3) I will not let her boyfriend slept over.

I can deal with 1 and 2 but as a parent I don't like not knowing.
3 I don't know how to deal with this. At this age I was married. so I need advice on this. 

she says that if I can not deal with it she is moving out.
I dont want that she is in school and well she needs to stay there in order to get a job. 

Also the fact that she never wants to come home because she puts it it's not a home. Her father is always yelling at her to get up and go to school or that she is not good enough and he calls her names. I really don't know what to do I'm trying to make this all work there is 25 years invested in this and well I'm not happy either. She tells me I want her around all the time. not sure if that his true but I feel that it is because I'm trying to replace her with friends that I don't have. That I have to correct she is 21 and has her own life it is about time I get mine. That I understand. 

I can go on and on here but I don't think that I should so can someone advise me on the best way to keep my daughter happy and tell me what I should do about #3


----------



## TNgirl232 (Oct 5, 2008)

Two things - first - she's an adult. You need to let her be one. Calling constantly etc - not how an adult is treated - but how a child is treated. As for the boyfriend - she's 21, they are having sex...I think your just going to have to get over it.

Second - Its your house- your rules. If she can't live with your rules...then she can move out. If you don't want her to move out - update your rules. Its up to you to decide which you want.


----------



## HappyHer (Nov 12, 2009)

First off, the father needs to be talked to. Calling names is emotionally abusive behavior and that isn't going to help your daughter in life to have those issues with her dad.

Second, back off of her. She's an adult. If she wants to move out, that's up to her. Be supportive instead of trying to manage her life for her. I wouldn't want to be around someone that was yelling and calling me names either.

Third - Your house, your rules. You don't have to allow her boyfriend to spend the night with her in your own home if you aren't comfortable with that. 

Many people live on their own, work, and go to school. If she can handle that, then it may be better for all of you. Allow her to make those life choices for herself, if it doesn't work, she can always move back, and hopefully without the continued verbal abuse.


----------



## artieb (Nov 11, 2009)

What kind of relationship do you (plural "you", meaning both you and your husband) want with her, both now and in the longer term?

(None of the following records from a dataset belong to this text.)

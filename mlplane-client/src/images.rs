//! Container image URIs for platform-provided images

use crate::error::{ClientError, Result};

const MONITOR_ANALYZER_REPOSITORY: &str = "sagemaker-model-monitor-analyzer";
const SKLEARN_REPOSITORY: &str = "sagemaker-scikit-learn";

/// Registry accounts hosting the model monitor analyzer, per region
const MONITOR_ANALYZER_ACCOUNTS: &[(&str, &str)] = &[
    ("us-east-1", "156813124566"),
    ("us-east-2", "777275614652"),
    ("us-west-1", "890145073186"),
    ("us-west-2", "159807026194"),
    ("eu-west-1", "468650794304"),
    ("eu-central-1", "048819808253"),
    ("ap-northeast-1", "574779866223"),
    ("ap-southeast-2", "563025443158"),
];

/// Registry accounts hosting the scikit-learn framework images, per region
const SKLEARN_ACCOUNTS: &[(&str, &str)] = &[
    ("us-east-1", "683313688378"),
    ("us-east-2", "257758044811"),
    ("us-west-1", "746614075791"),
    ("us-west-2", "246618743249"),
    ("eu-west-1", "141502667606"),
    ("eu-central-1", "492215442770"),
    ("ap-northeast-1", "354813040037"),
    ("ap-southeast-2", "783357654285"),
];

fn registry(accounts: &[(&str, &str)], repository: &str, region: &str) -> Result<String> {
    accounts
        .iter()
        .find(|(r, _)| *r == region)
        .map(|(_, account)| format!("{account}.dkr.ecr.{region}.amazonaws.com/{repository}"))
        .ok_or_else(|| {
            ClientError::validation(format!(
                "No {repository} image is published in region {region}"
            ))
        })
}

/// Default model monitor analyzer image for `region`
pub fn default_monitor_image_uri(region: &str) -> Result<String> {
    registry(MONITOR_ANALYZER_ACCOUNTS, MONITOR_ANALYZER_REPOSITORY, region)
}

/// Whether `image_uri` points at the default analyzer in any region
pub fn is_default_monitor_image(image_uri: &str) -> bool {
    image_uri
        .split(':')
        .next()
        .is_some_and(|repo| repo.ends_with(&format!("/{MONITOR_ANALYZER_REPOSITORY}")))
}

/// Scikit-learn processing image for `framework_version` in `region`
///
/// # Arguments
/// * `framework_version` - Framework version such as `0.20.0`
/// * `region` - Platform region
pub fn sklearn_image_uri(framework_version: &str, region: &str) -> Result<String> {
    if framework_version.trim().is_empty() {
        return Err(ClientError::validation(
            "framework_version is required for the scikit-learn image",
        ));
    }
    let repository = registry(SKLEARN_ACCOUNTS, SKLEARN_REPOSITORY, region)?;
    Ok(format!("{repository}:{framework_version}-cpu-py3"))
}

#[cfg(test)]
mod tests {
    use super::*;

    #[test]
    fn test_default_monitor_image() {
        assert_eq!(
            default_monitor_image_uri("us-west-2").unwrap(),
            "159807026194.dkr.ecr.us-west-2.amazonaws.com/sagemaker-model-monitor-analyzer"
        );
        assert!(is_default_monitor_image(
            &default_monitor_image_uri("eu-west-1").unwrap()
        ));
        assert!(!is_default_monitor_image("123.dkr.ecr.us-west-2.amazonaws.com/custom:1"));
    }

    #[test]
    fn test_sklearn_image() {
        assert_eq!(
            sklearn_image_uri("0.20.0", "us-east-1").unwrap(),
            "683313688378.dkr.ecr.us-east-1.amazonaws.com/sagemaker-scikit-learn:0.20.0-cpu-py3"
        );
    }

    #[test]
    fn test_unknown_region_rejected() {
        assert!(matches!(
            default_monitor_image_uri("mars-north-1"),
            Err(ClientError::Validation(_))
        ));
        assert!(sklearn_image_uri("0.20.0", "mars-north-1").is_err());
    }
}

If the money situation is bad enough, she may stay with you even though she wants to go, but is that the kind of relationship you want with a family member? And when she does finally go, do you ever want to hear from her again?

Right now it sounds like she may end up spending all her holidays with her boyfriend/husband's family. If she's a horrible disappointment who needs to be yelled at a lot, maybe you'll be just as glad to see the last of her. Only you can decide that.

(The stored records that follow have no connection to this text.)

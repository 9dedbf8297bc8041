//! Processing job DTOs

use serde::{Deserialize, Serialize};
use std::collections::BTreeMap;

use crate::dto::common::{ClusterConfig, NetworkConfig, S3Output, StoppingCondition, Tag};

/// Request to create a processing job
#[derive(Debug, Clone, PartialEq, Serialize, Deserialize)]
#[serde(rename_all = "PascalCase")]
pub struct CreateProcessingJobRequest {
    pub processing_job_name: String,
    #[serde(default, skip_serializing_if = "Vec::is_empty")]
    pub processing_inputs: Vec<ProcessingInputConfig>,
    #[serde(default, skip_serializing_if = "Option::is_none")]
    pub processing_output_config: Option<ProcessingOutputConfig>,
    pub processing_resources: ProcessingResources,
    #[serde(default, skip_serializing_if = "Option::is_none")]
    pub stopping_condition: Option<StoppingCondition>,
    pub app_specification: AppSpecification,
    #[serde(default, skip_serializing_if = "Option::is_none")]
    pub environment: Option<BTreeMap<String, String>>,
    #[serde(default, skip_serializing_if = "Option::is_none")]
    pub network_config: Option<NetworkConfig>,
    pub role_arn: String,
    #[serde(default, skip_serializing_if = "Vec::is_empty")]
    pub tags: Vec<Tag>,
}

/// A processing input as sent on the wire
#[derive(Debug, Clone, PartialEq, Eq, Serialize, Deserialize)]
#[serde(rename_all = "PascalCase")]
pub struct ProcessingInputConfig {
    pub input_name: String,
    pub s3_input: S3Input,
}

#[derive(Debug, Clone, PartialEq, Eq, Serialize, Deserialize)]
#[serde(rename_all = "PascalCase")]
pub struct S3Input {
    pub s3_uri: String,
    pub local_path: String,
    pub s3_data_type: String,
    pub s3_input_mode: String,
    pub s3_data_distribution_type: String,
    #[serde(default, skip_serializing_if = "Option::is_none")]
    pub s3_compression_type: Option<String>,
}

#[derive(Debug, Clone, PartialEq, Eq, Serialize, Deserialize)]
#[serde(rename_all = "PascalCase")]
pub struct ProcessingOutputConfig {
    pub outputs: Vec<ProcessingOutputEntry>,
    #[serde(default, skip_serializing_if = "Option::is_none")]
    pub kms_key_id: Option<String>,
}

/// A processing output as sent on the wire
#[derive(Debug, Clone, PartialEq, Eq, Serialize, Deserialize)]
#[serde(rename_all = "PascalCase")]
pub struct ProcessingOutputEntry {
    pub output_name: String,
    pub s3_output: S3Output,
}

#[derive(Debug, Clone, PartialEq, Eq, Serialize, Deserialize)]
#[serde(rename_all = "PascalCase")]
pub struct ProcessingResources {
    pub cluster_config: ClusterConfig,
}

/// Container image and command of a processing job
#[derive(Debug, Clone, PartialEq, Eq, Serialize, Deserialize)]
#[serde(rename_all = "PascalCase")]
pub struct AppSpecification {
    pub image_uri: String,
    #[serde(default, skip_serializing_if = "Option::is_none")]
    pub container_entrypoint: Option<Vec<String>>,
    #[serde(default, skip_serializing_if = "Option::is_none")]
    pub container_arguments: Option<Vec<String>>,
}

/// Filters for listing processing jobs
#[derive(Debug, Clone, Default, PartialEq, Eq, Serialize, Deserialize)]
#[serde(rename_all = "PascalCase")]
pub struct ListJobsFilter {
    #[serde(default, skip_serializing_if = "Option::is_none")]
    pub name_contains: Option<String>,
    #[serde(default, skip_serializing_if = "Option::is_none")]
    pub status_equals: Option<String>,
    #[serde(default, skip_serializing_if = "Option::is_none")]
    pub max_results: Option<u32>,
}

#[cfg(test)]
mod tests {
    use super::*;
    use serde_json::json;

    #[test]
    fn test_minimal_request_omits_optional_sections() {
        let req = CreateProcessingJobRequest {
            processing_job_name: "job-1".to_string(),
            processing_inputs: vec![],
            processing_output_config: None,
            processing_resources: ProcessingResources {
                cluster_config: ClusterConfig {
                    instance_count: 1,
                    instance_type: "ml.m4.xlarge".to_string(),
                    volume_size_in_gb: 30,
                    volume_kms_key_id: None,
                },
            },
            stopping_condition: Some(StoppingCondition {
                max_runtime_in_seconds: 3600,
            }),
            app_specification: AppSpecification {
                image_uri: "img".to_string(),
                container_entrypoint: None,
                container_arguments: None,
            },
            environment: None,
            network_config: None,
            role_arn: "arn:aws:iam::1:role/R".to_string(),
            tags: vec![],
        };

        assert_eq!(
            serde_json::to_value(&req).unwrap(),
            json!({
                "ProcessingJobName": "job-1",
                "ProcessingResources": {
                    "ClusterConfig": {"InstanceCount": 1, "InstanceType": "ml.m4.xlarge", "VolumeSizeInGB": 30}
                },
                "StoppingCondition": {"MaxRuntimeInSeconds": 3600},
                "AppSpecification": {"ImageUri": "img"},
                "RoleArn": "arn:aws:iam::1:role/R"
            })
        );
    }
}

Calling every 20 minutes is a bit extreme, it seems to me. My son tells me that some of his professors require all cell phones to be switched off at the start of class, and sometimes he forgets to turn his back on afterwards. What do you think it's like to check your messages and have a half-dozen from the same person?

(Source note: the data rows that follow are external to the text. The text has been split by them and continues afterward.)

//! Schedule expressions and dataset formats understood by the analyzer

use serde_json::{Value, json};

use crate::error::{ClientError, Result};

/// Cron expressions accepted by monitoring schedules
pub struct CronExpression;

impl CronExpression {
    /// Every hour, on the hour
    pub fn hourly() -> String {
        "cron(0 * ? * * *)".to_string()
    }

    /// Once a day at `hour` UTC
    pub fn daily(hour: u32) -> Result<String> {
        check_hour(hour)?;
        Ok(format!("cron(0 {hour} ? * * *)"))
    }

    /// Every `interval` hours starting at `starting_hour` UTC
    pub fn daily_every_x_hours(interval: u32, starting_hour: u32) -> Result<String> {
        check_hour(starting_hour)?;
        if !(1..=23).contains(&interval) {
            return Err(ClientError::validation(format!(
                "Hour interval must be between 1 and 23, got {interval}"
            )));
        }
        Ok(format!("cron(0 {starting_hour}/{interval} ? * * *)"))
    }
}

fn check_hour(hour: u32) -> Result<()> {
    if hour > 23 {
        return Err(ClientError::validation(format!(
            "Hour must be between 0 and 23, got {hour}"
        )));
    }
    Ok(())
}

/// Format of the dataset handed to the analyzer
#[derive(Debug, Clone, Copy, PartialEq, Eq)]
pub enum DatasetFormat {
    Csv { header: bool },
    Json { lines: bool },
    /// Records captured from an endpoint
    SagemakerCaptureJson,
}

impl DatasetFormat {
    pub fn to_value(&self) -> Value {
        match self {
            Self::Csv { header } => {
                json!({"csv": {"header": header, "output_columns_position": "START"}})
            }
            Self::Json { lines } => json!({"json": {"lines": lines}}),
            Self::SagemakerCaptureJson => json!({
                "sagemakerCaptureJson": {
                    "captureIndexNames": ["endpointInput", "endpointOutput"]
                }
            }),
        }
    }

    /// The value of the analyzer's `dataset_format` environment variable
    pub fn to_env_value(&self) -> String {
        self.to_value().to_string()
    }
}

I've recommended this to lots of other people, and it's old but the things it says haven't changed a whit in the 73 years since it was published: you and your husband should sit down and read _How To Win Friends And Influence People_, by Dale Carnegie. Think over all your interactions with your daughter for the past month, and see if there's anything you did which is on Carnegie's "Do Not" list. See how many things on the "Do" list you have neglected for the last month.

You really can change how people act by how you treat them, but not if they think you're the enemy. In the next few years, she'll be moving out. If you hope to still have any kind of relationship with her after that, you should start right now to fix the situation you're in.

You can start, and score big points, and probably smooth over a lot of stuff, with a good compromise: "I've been thinking, and you're right: calling as often as I do is excessive. And I don't mean to be intrusive when I want to know where you'll be and who you'll be with. It's not like I want you to get my permission first, or anything, I just worry. If I know you'll be back at 11, then at 10:30 I don't have anything to worry about because I know the schedule. But without knowing your schedule, I can't know if you're late so I worry until you get back. So, if you'll work to ensure that I've got a schedule, I'll try to keep my worries to a minimum and not call you all day. Okay?"

As for #3, just be honest: "I know it matters to you, but that's just more than I can handle. I'm sorry. Let's fix the things we can get to agreement on for right now."

Also, how nice is her basement bedroom? If she doesn't like it down there, maybe it could be improved or she could relocate to elsewhere in the house.

But the biggest thing is that you need to make a welcoming home. Not just for guests, but for the people who live there, too.


----------



## turnera (Jan 22, 2010)

I would also recommend that YOU speak to your husband and let him know that negative language will no longer be allowed in your house.


----------